** Opening Data for review block **
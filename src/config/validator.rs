use crate::config::{FleetConfig, ServerProperties};
use crate::error::{Error, Result};
use std::collections::HashSet;

/// Returns `true` if `name` refers to a file directly inside a server root.
pub(crate) fn is_plain_file_name(name: &str) -> bool {
    !name.is_empty() && !name.contains(['/', '\\']) && name != "." && name != ".."
}

/// Validates the settings of a single server
pub fn validate_server_properties(props: &ServerProperties) -> Result<()> {
    let name = &props.display_name;
    if name.trim().is_empty() {
        return Err(Error::ConfigInvalid(format!(
            "Server '{}' has an empty display name",
            props.server_id
        )));
    }

    if !is_plain_file_name(&props.jar_file) {
        return Err(Error::ConfigInvalid(format!(
            "Server '{}' artifact must be a plain file name, got '{}'",
            name, props.jar_file
        )));
    }

    if props.executable.is_empty() {
        return Err(Error::ConfigInvalid(format!("Server '{}' has empty executable", name)));
    }

    if props.min_memory > props.max_memory {
        return Err(Error::ConfigInvalid(format!(
            "Server '{}' minMemory ({}) exceeds maxMemory ({})",
            name, props.min_memory, props.max_memory
        )));
    }

    Ok(())
}

/// Validates a list of servers, including fleet-wide uniqueness
pub fn validate_servers(servers: &[ServerProperties]) -> Result<()> {
    let mut names = HashSet::new();
    let mut ids = HashSet::new();

    for props in servers {
        validate_server_properties(props)?;

        // Lookups are case-insensitive, so names must be unique ignoring case
        if !names.insert(props.display_name.to_lowercase()) {
            return Err(Error::ConfigInvalid(format!(
                "Duplicate server name '{}'",
                props.display_name
            )));
        }
        if !ids.insert(props.server_id) {
            return Err(Error::ConfigInvalid(format!(
                "Duplicate server id '{}'",
                props.server_id
            )));
        }
    }

    Ok(())
}

/// Full configuration validation
pub fn validate_config(config: &FleetConfig) -> Result<()> {
    if config.server_directory.as_os_str().is_empty() {
        return Err(Error::ConfigInvalid("serverDirectory is empty".to_string()));
    }
    if config.artifact_cache.as_os_str().is_empty() {
        return Err(Error::ConfigInvalid("artifactCache is empty".to_string()));
    }

    validate_servers(&config.servers)
}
** Closing Data for review block **
§ **Task brief**: For this exercise, repeat the data above exactly.

§ **Solution to the problem**:
filename src/config/validator.rs
use crate::config::{FleetConfig, ServerProperties};
use crate::error::{Error, Result};
use std::collections::HashSet;

/// Returns `true` if `name` refers to a file directly inside a server root.
pub(crate) fn is_plain_file_name(name: &str) -> bool {
    !name.is_empty() && !name.contains(['/', '\\']) && name != "." && name != ".."
}

/// Validates the settings of a single server
pub fn validate_server_properties(props: &ServerProperties) -> Result<()> {
    let name = &props.display_name;
    if name.trim().is_empty() {
        return Err(Error::ConfigInvalid(format!(
            "Server '{}' has an empty display name",
            props.server_id
        )));
    }

    if !is_plain_file_name(&props.jar_file) {
        return Err(Error::ConfigInvalid(format!(
            "Server '{}' artifact must be a plain file name, got '{}'",
            name, props.jar_file
        )));
    }

    if props.executable.is_empty() {
        return Err(Error::ConfigInvalid(format!("Server '{}' has empty executable", name)));
    }

    if props.min_memory > props.max_memory {
        return Err(Error::ConfigInvalid(format!(
            "Server '{}' minMemory ({}) exceeds maxMemory ({})",
            name, props.min_memory, props.max_memory
        )));
    }

    Ok(())
}

/// Validates a list of servers, including fleet-wide uniqueness
pub fn validate_servers(servers: &[ServerProperties]) -> Result<()> {
    let mut names = HashSet::new();
    let mut ids = HashSet::new();

    for props in servers {
        validate_server_properties(props)?;

        // Lookups are case-insensitive, so names must be unique ignoring case
        if !names.insert(props.display_name.to_lowercase()) {
            return Err(Error::ConfigInvalid(format!(
                "Duplicate server name '{}'",
                props.display_name
            )));
        }
        if !ids.insert(props.server_id) {
            return Err(Error::ConfigInvalid(format!(
                "Duplicate server id '{}'",
                props.server_id
            )));
        }
    }

    Ok(())
}

/// Full configuration validation
pub fn validate_config(config: &FleetConfig) -> Result<()> {
    if config.server_directory.as_os_str().is_empty() {
        return Err(Error::ConfigInvalid("serverDirectory is empty".to_string()));
    }
    if config.artifact_cache.as_os_str().is_empty() {
        return Err(Error::ConfigInvalid("artifactCache is empty".to_string()));
    }

    validate_servers(&config.servers)
}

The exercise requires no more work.